Two-time WSOP winner Scott Fischman has joined the team and is here to answer your questions
I recently played in The Conquest Of Paradise Island tournament, lasting a mammoth nine hours, by which time I was absolutely shattered. How do you maintain your concentration over such a long period of time?
SF: Everyone has their own strategies for staying focused and the ability to do so successfully is one of the single most important factors in tournament play. You really just need to find something that works for you. Not everyone can sustain their concentration over what can sometimes be 14- hour days, and that’s often the difference between good tournament players and great tournament players. If you’re unable to play for long periods of time, go for cash games or small single-table tournaments, where the time investment is smaller.
Sleight of hand
I was playing in a home game the other night and the following situation arose: I was holding pocket Fives, the flop gave me trips and the turn brought a full house. The wife had 1400 chips showing so I put her all-in, or so I thought… I flipped over my cards and then she showed 4000 chips she had hidden in her hand. Obviously, if I’d known I would’ve pushed her all-in. What’s the ruling please because I’m not speaking to her until I know what’s right.
SF: The rule is that all your chips must be visible to all players at all times. However, if you were playing in a tournament and flipped your cards up when you thought you’d put her all-in (and she still had chips left), you’d get a warning and possibly a penalty, for exposing your hand. It’s your duty to determine how many chips the other player has – you can ask if you can’t tell by looking. In a cash game, you wouldn’t get a penalty for exposing your hand, but she would have the option of calling or folding with her remaining chips. If her intent was to hide her chips, then she’s at fault, but there’s nothing you can do.

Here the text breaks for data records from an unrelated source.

//! Messages carried on the local bus between helpers.
//!
//! Encoded as MessagePack maps (`to_vec_named`) so the `type` tag and
//! field names survive; frames are delimited by the transport.

use serde::{Deserialize, Serialize};

use crate::resolver::identity::ProfileIdentity;

#[derive(Serialize, Deserialize, Debug, Clone, Copy, PartialEq, Eq)]
pub enum CycleDirection {
    #[serde(rename = "cycle_next")]
    Next,
    #[serde(rename = "cycle_prev")]
    Prev,
}

impl CycleDirection {
    pub fn from_reverse(reverse: bool) -> Self {
        if reverse { Self::Prev } else { Self::Next }
    }
}

#[derive(Serialize, Deserialize, Debug, Clone, PartialEq, Eq)]
#[serde(tag = "type")]
pub enum BusMessage {
    /// One hotkey repeat.
    #[serde(rename = "ctrlTab")]
    CtrlTab {
        direction: CycleDirection,
        #[serde(rename = "showUI")]
        show_ui: bool,
        #[serde(rename = "combineWindows")]
        combine_windows: bool,
        #[serde(rename = "targetBrowser")]
        target_browser: ProfileIdentity,
    },
    /// Modifier released: commit the selection.
    #[serde(rename = "ctrlRelease")]
    CtrlRelease {
        #[serde(rename = "targetBrowser")]
        target_browser: ProfileIdentity,
    },
    /// Reveal debounce elapsed while the session is still held.
    #[serde(rename = "requestShowUI")]
    RequestShowUi {
        #[serde(rename = "combineWindows")]
        combine_windows: bool,
        #[serde(rename = "targetBrowser")]
        target_browser: ProfileIdentity,
    },
    #[serde(rename = "copyUrl")]
    CopyUrl {
        #[serde(rename = "targetBrowser")]
        target_browser: ProfileIdentity,
    },
    #[serde(rename = "shortcutsChanged")]
    ShortcutsChanged {},
    #[serde(rename = "leaderResigned")]
    LeaderResigned {},
}

impl BusMessage {
    /// The profile an addressed message is meant for; `None` for
    /// broadcasts every helper handles.
    pub fn target(&self) -> Option<&ProfileIdentity> {
        match self {
            Self::CtrlTab { target_browser, .. }
            | Self::CtrlRelease { target_browser }
            | Self::RequestShowUi { target_browser, .. }
            | Self::CopyUrl { target_browser } => Some(target_browser),
            Self::ShortcutsChanged {} | Self::LeaderResigned {} => None,
        }
    }

    pub fn kind(&self) -> &'static str {
        match self {
            Self::CtrlTab { .. } => "ctrlTab",
            Self::CtrlRelease { .. } => "ctrlRelease",
            Self::RequestShowUi { .. } => "requestShowUI",
            Self::CopyUrl { .. } => "copyUrl",
            Self::ShortcutsChanged {} => "shortcutsChanged",
            Self::LeaderResigned {} => "leaderResigned",
        }
    }

    pub fn encode(&self) -> Result<Vec<u8>, rmp_serde::encode::Error> {
        rmp_serde::to_vec_named(self)
    }

    pub fn decode(bytes: &[u8]) -> Result<Self, rmp_serde::decode::Error> {
        rmp_serde::from_slice(bytes)
    }
}

#[cfg(test)]
mod tests {
    use super::*;

    #[test]
    fn addressed_messages_expose_their_target() {
        let chrome = ProfileIdentity::new("com.google.Chrome", 42);
        let msg = BusMessage::CtrlTab {
            direction: CycleDirection::Prev,
            show_ui: true,
            combine_windows: false,
            target_browser: chrome.clone(),
        };
        assert_eq!(msg.target(), Some(&chrome));
        assert_eq!(BusMessage::LeaderResigned {}.target(), None);
    }

    #[test]
    fn msgpack_frames_decode_to_the_same_message() {
        let msg = BusMessage::RequestShowUi {
            combine_windows: true,
            target_browser: ProfileIdentity::bundle_only("com.brave.Browser"),
        };
        let bytes = msg.encode().unwrap();
        assert_eq!(BusMessage::decode(&bytes).unwrap(), msg);

        let bytes = BusMessage::ShortcutsChanged {}.encode().unwrap();
        assert_eq!(BusMessage::decode(&bytes).unwrap(), BusMessage::ShortcutsChanged {});
    }

    #[test]
    fn json_shape_uses_wire_names() {
        let msg = BusMessage::CtrlTab {
            direction: CycleDirection::Next,
            show_ui: false,
            combine_windows: true,
            target_browser: ProfileIdentity::new("com.google.Chrome", 7),
        };
        let value = serde_json::to_value(&msg).unwrap();
        assert_eq!(value["type"], "ctrlTab");
        assert_eq!(value["direction"], "cycle_next");
        assert_eq!(value["showUI"], false);
        assert_eq!(value["combineWindows"], true);
        assert_eq!(value["targetBrowser"]["bundleId"], "com.google.Chrome");
        assert_eq!(value["targetBrowser"]["processId"], 7);
    }

    #[test]
    fn garbage_does_not_decode() {
        assert!(BusMessage::decode(&[0xc1, 0x00]).is_err());
    }
}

I’m due to play in the World Series – one of the $1,500 no-limit tourneys – and although I’ve played live tournaments before I’ve never played anything of this magnitude and I’m nervous and excited in equal measure. Have you got any advice for a WSOP virgin?

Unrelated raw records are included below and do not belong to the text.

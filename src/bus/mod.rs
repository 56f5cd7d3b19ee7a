//! Local broadcast bus between sibling helpers.
//!
//! A star: the elected leader listens on a Unix socket and every follower
//! holds one connection to it. Delivery is best-effort and ordered per
//! sender; there are no acks and nothing is retried.

pub mod message;
pub mod socket;

use std::path::PathBuf;

use tokio::sync::broadcast;

use message::BusMessage;

/// Capacity of the in-process fan-out; a lagging subscriber loses the
/// oldest messages.
pub const LOCAL_CAPACITY: usize = 64;

#[derive(Debug, thiserror::Error)]
pub enum BusError {
    #[error("bind {path}: {source}")]
    Bind {
        path: PathBuf,
        #[source]
        source: std::io::Error,
    },
    #[error("connect {path}: {source}")]
    Connect {
        path: PathBuf,
        #[source]
        source: std::io::Error,
    },
    #[error("encode: {0}")]
    Encode(#[from] rmp_serde::encode::Error),
    #[error("io: {0}")]
    Io(#[from] std::io::Error),
}

/// Publish/subscribe seam between the hotkey side and the bus transport.
pub trait BroadcastBus: Send + Sync {
    /// Hand `message` to every helper, this one included. Never blocks.
    fn publish(&self, message: BusMessage);

    /// Messages from any helper, in arrival order.
    fn subscribe(&self) -> broadcast::Receiver<BusMessage>;
}
#[cfg(test)]
mod tests {
    use super::*;
    use crate::resolver::identity::ProfileIdentity;

    async fn wait_for_peers(hub: &SocketBus, n: usize) {
        for _ in 0..200 {
            if hub.peer_count() == n {
                return;
            }
            tokio::time::sleep(Duration::from_millis(10)).await;
        }
        panic!("expected {n} peers, have {}", hub.peer_count());
    }

    async fn recv(rx: &mut broadcast::Receiver<BusMessage>) -> BusMessage {
        tokio::time::timeout(Duration::from_secs(2), rx.recv())
            .await
            .expect("timed out waiting for bus message")
            .unwrap()
    }

    fn release(bundle: &str, pid: u32) -> BusMessage {
        BusMessage::CtrlRelease {
            target_browser: ProfileIdentity::new(bundle, pid),
        }
    }

    #[tokio::test]
    async fn hub_publish_reaches_followers_and_itself() {
        let dir = tempfile::tempdir().unwrap();
        let path = dir.path().join("bus.sock");

        let hub = SocketBus::hub(&path).unwrap();
        let a = SocketBus::client(&path);
        let b = SocketBus::client(&path);
        let mut own_rx = hub.subscribe();
        let mut a_rx = a.subscribe();
        let mut b_rx = b.subscribe();
        wait_for_peers(&hub, 2).await;

        let msg = release("com.google.Chrome", 10);
        hub.publish(msg.clone());

        assert_eq!(recv(&mut own_rx).await, msg);
        assert_eq!(recv(&mut a_rx).await, msg);
        assert_eq!(recv(&mut b_rx).await, msg);
    }

    #[tokio::test]
    async fn follower_publish_is_relayed_to_other_followers() {
        let dir = tempfile::tempdir().unwrap();
        let path = dir.path().join("bus.sock");

        let hub = SocketBus::hub(&path).unwrap();
        let a = SocketBus::client(&path);
        let b = SocketBus::client(&path);
        let mut hub_rx = hub.subscribe();
        let mut a_rx = a.subscribe();
        let mut b_rx = b.subscribe();
        wait_for_peers(&hub, 2).await;

        a.publish(BusMessage::ShortcutsChanged {});

        assert_eq!(recv(&mut a_rx).await, BusMessage::ShortcutsChanged {});
        assert_eq!(recv(&mut hub_rx).await, BusMessage::ShortcutsChanged {});
        assert_eq!(recv(&mut b_rx).await, BusMessage::ShortcutsChanged {});

        // Not echoed back to the sender a second time.
        assert!(a_rx.try_recv().is_err());
    }

    #[tokio::test]
    async fn messages_from_one_sender_keep_their_order() {
        let dir = tempfile::tempdir().unwrap();
        let path = dir.path().join("bus.sock");

        let hub = SocketBus::hub(&path).unwrap();
        let a = SocketBus::client(&path);
        let mut a_rx = a.subscribe();
        wait_for_peers(&hub, 1).await;

        for pid in 0..20 {
            hub.publish(release("com.google.Chrome", pid));
        }
        for pid in 0..20 {
            assert_eq!(recv(&mut a_rx).await, release("com.google.Chrome", pid));
        }
    }

    #[tokio::test]
    async fn shutdown_removes_socket_and_announces_resignation() {
        let dir = tempfile::tempdir().unwrap();
        let path = dir.path().join("bus.sock");

        let hub = SocketBus::hub(&path).unwrap();
        let a = SocketBus::client(&path);
        let mut a_rx = a.subscribe();
        wait_for_peers(&hub, 1).await;

        hub.shutdown().await;

        assert!(!path.exists());
        assert_eq!(recv(&mut a_rx).await, BusMessage::LeaderResigned {});
        assert!(!hub.is_hub());
    }

    #[tokio::test]
    async fn follower_promotes_to_hub() {
        let dir = tempfile::tempdir().unwrap();
        let path = dir.path().join("bus.sock");

        let old = SocketBus::hub(&path).unwrap();
        let successor = SocketBus::client(&path);
        wait_for_peers(&old, 1).await;
        old.shutdown().await;

        successor.promote().unwrap();
        assert!(successor.is_hub());

        let late = SocketBus::client(&path);
        let mut late_rx = late.subscribe();
        wait_for_peers(&successor, 1).await;

        successor.publish(BusMessage::ShortcutsChanged {});
        assert_eq!(recv(&mut late_rx).await, BusMessage::ShortcutsChanged {});
    }

    #[tokio::test]
    async fn stale_socket_file_is_replaced() {
        let dir = tempfile::tempdir().unwrap();
        let path = dir.path().join("bus.sock");
        std::fs::write(&path, b"stale").unwrap();

        let hub = SocketBus::hub(&path).unwrap();
        assert!(hub.is_hub());
    }

    #[tokio::test]
    async fn detached_bus_delivers_locally() {
        let dir = tempfile::tempdir().unwrap();
        let bus = SocketBus::detached(&dir.path().join("none.sock"));
        let mut rx = bus.subscribe();

        bus.publish(BusMessage::LeaderResigned {});
        assert_eq!(recv(&mut rx).await, BusMessage::LeaderResigned {});
    }

    #[tokio::test]
    async fn send_once_reaches_hub_and_followers() {
        let dir = tempfile::tempdir().unwrap();
        let path = dir.path().join("bus.sock");

        let hub = SocketBus::hub(&path).unwrap();
        let a = SocketBus::client(&path);
        let mut hub_rx = hub.subscribe();
        let mut a_rx = a.subscribe();
        wait_for_peers(&hub, 1).await;

        SocketBus::send_once(&path, &BusMessage::ShortcutsChanged {})
            .await
            .unwrap();

        assert_eq!(recv(&mut hub_rx).await, BusMessage::ShortcutsChanged {});
        assert_eq!(recv(&mut a_rx).await, BusMessage::ShortcutsChanged {});
    }

    #[tokio::test]
    async fn send_once_without_hub_fails() {
        let dir = tempfile::tempdir().unwrap();
        let err = SocketBus::send_once(&dir.path().join("none.sock"), &BusMessage::ShortcutsChanged {})
            .await
            .unwrap_err();
        assert!(matches!(err, BusError::Connect { .. }));
    }
}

SF: You should arrive early, play some satellites and try to get comfortable in the room. You can’t make your decisions based on how far you’ve come. You’re not the only person who’s going to be nervous, but if you have that attitude when you’re playing you’ll be ‘dead money’ and players will pick on you straight away.

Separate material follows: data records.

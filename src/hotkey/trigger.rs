//! Leader-side switch driver: hook events in, bus messages out.
//!
//! The first press of a session pins the target profile and advances
//! without UI; a reveal timer asks for the overlay if the modifier is
//! still held after the reveal delay. Any further press reveals
//! immediately. Release commits.

use std::sync::Arc;
use std::time::Duration;

use tokio::task::JoinHandle;

use super::focus::FocusProbe;
use super::{KeyEvent, KeyEventSink};
use crate::bus::BroadcastBus;
use crate::bus::message::{BusMessage, CycleDirection};
use crate::resolver::catalog::BrowserCatalog;
use crate::resolver::identity::ProfileIdentity;

struct TriggerSession {
    target: ProfileIdentity,
    combine: bool,
    presses: u32,
    reveal: Option<JoinHandle<()>>,
}

impl TriggerSession {
    fn cancel_reveal(&mut self) {
        if let Some(timer) = self.reveal.take() {
            timer.abort();
        }
    }
}

pub struct SwitchTrigger {
    bus: Arc<dyn BroadcastBus>,
    focus: Box<dyn FocusProbe>,
    catalog: Arc<BrowserCatalog>,
    reveal_delay: Duration,
    session: Option<TriggerSession>,
}

impl SwitchTrigger {
    pub fn new(
        bus: Arc<dyn BroadcastBus>,
        focus: Box<dyn FocusProbe>,
        catalog: Arc<BrowserCatalog>,
        reveal_delay: Duration,
    ) -> Self {
        Self {
            bus,
            focus,
            catalog,
            reveal_delay,
            session: None,
        }
    }

    pub fn in_progress(&self) -> bool {
        self.session.is_some()
    }

    pub fn set_catalog(&mut self, catalog: Arc<BrowserCatalog>) {
        self.catalog = catalog;
    }

    fn press(&mut self, direction: CycleDirection) {
        if self.session.is_none() {
            let Some(target) = self.focus.frontmost_browser(&self.catalog) else {
                tracing::debug!("switch shortcut outside an enabled browser");
                return;
            };
            let combine = self.catalog.combine_all_windows(&target.bundle_id);
            tracing::debug!(target = %target, combine, "switch session started");
            self.session = Some(TriggerSession {
                target,
                combine,
                presses: 0,
                reveal: None,
            });
        }
        let Some(session) = self.session.as_mut() else {
            return;
        };

        session.presses += 1;
        let show_ui = session.presses > 1;
        if show_ui {
            session.cancel_reveal();
        }

        self.bus.publish(BusMessage::CtrlTab {
            direction,
            show_ui,
            combine_windows: session.combine,
            target_browser: session.target.clone(),
        });

        if session.presses == 1 {
            let bus = self.bus.clone();
            let delay = self.reveal_delay;
            let reveal = BusMessage::RequestShowUi {
                combine_windows: session.combine,
                target_browser: session.target.clone(),
            };
            session.reveal = Some(tokio::spawn(async move {
                tokio::time::sleep(delay).await;
                bus.publish(reveal);
            }));
        }
    }

    /// End the session and ask the target to commit. No-op when idle.
    pub fn finish(&mut self) {
        let Some(mut session) = self.session.take() else {
            return;
        };
        session.cancel_reveal();
        tracing::debug!(target = %session.target, presses = session.presses, "switch session ended");
        self.bus.publish(BusMessage::CtrlRelease {
            target_browser: session.target,
        });
    }

    fn copy_url(&mut self) {
        if self.session.is_some() {
            return;
        }
        match self.focus.frontmost_browser(&self.catalog) {
            Some(target) => self.bus.publish(BusMessage::CopyUrl {
                target_browser: target,
            }),
            None => tracing::debug!("copy shortcut outside an enabled browser"),
        }
    }

    /// Force the session to end if focus moved away from its target.
    /// Returns whether it did.
    pub fn check_focus(&mut self) -> bool {
        let Some(session) = &self.session else {
            return false;
        };
        let front = self.focus.frontmost_browser(&self.catalog);
        if front.as_ref() == Some(&session.target) {
            return false;
        }
        tracing::info!(target = %session.target, now = ?front, "focus left the switching browser");
        self.finish();
        true
    }
}

impl KeyEventSink for SwitchTrigger {
    fn on_key_event(&mut self, event: KeyEvent) {
        match event {
            KeyEvent::SwitchPressed { reverse } => self.press(CycleDirection::from_reverse(reverse)),
            KeyEvent::SwitchModifierReleased => self.finish(),
            KeyEvent::CopyUrlPressed => self.copy_url(),
        }
    }
}

impl Drop for SwitchTrigger {
    fn drop(&mut self) {
        if let Some(session) = &mut self.session {
            session.cancel_reveal();
        }
    }
}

Can you play like a two-time WSOP winner? Email us your answer and win a chipset!
Mandalay Bay: $1,500 buy-in; 300 entrants; 3000 starting chips
9♣ – 8♦
Second level, blinds 50-100, and I have 11,000 chips. I limp in with 9-8 off-suit in middle position. The player on the button has 4500 and limps in. Small blind completes, and the big blind checks.
Both blinds have about 2500 each. The fl op comes 6♦ -10♦ -7♣, giving me the nuts. The blinds check. I bet 200 into a pot of 400. The player on the button calls. The small blind folds, while the big blind hesitates, looking confused, and finally decides to call. The turn card is 9♠ . At this point the big blind pushes all-in for 2300. The pot size was 1000. It’s my turn to act with 2300 to call and one player behind me with 4300. The question is, what do you do and why?
Send us your answers (with a reason) and the best one wins a chipset. Find out how Scott would play the hand next month.
Last month’s answer: Fold
The winner to last month’s Your Call is George Gavin who argued that you should fold. Any under-pairs and you’re behind, and against A-A or K-K you’re in bad shape. You’re not pot-committed, and there’s been two re-raises. Get out.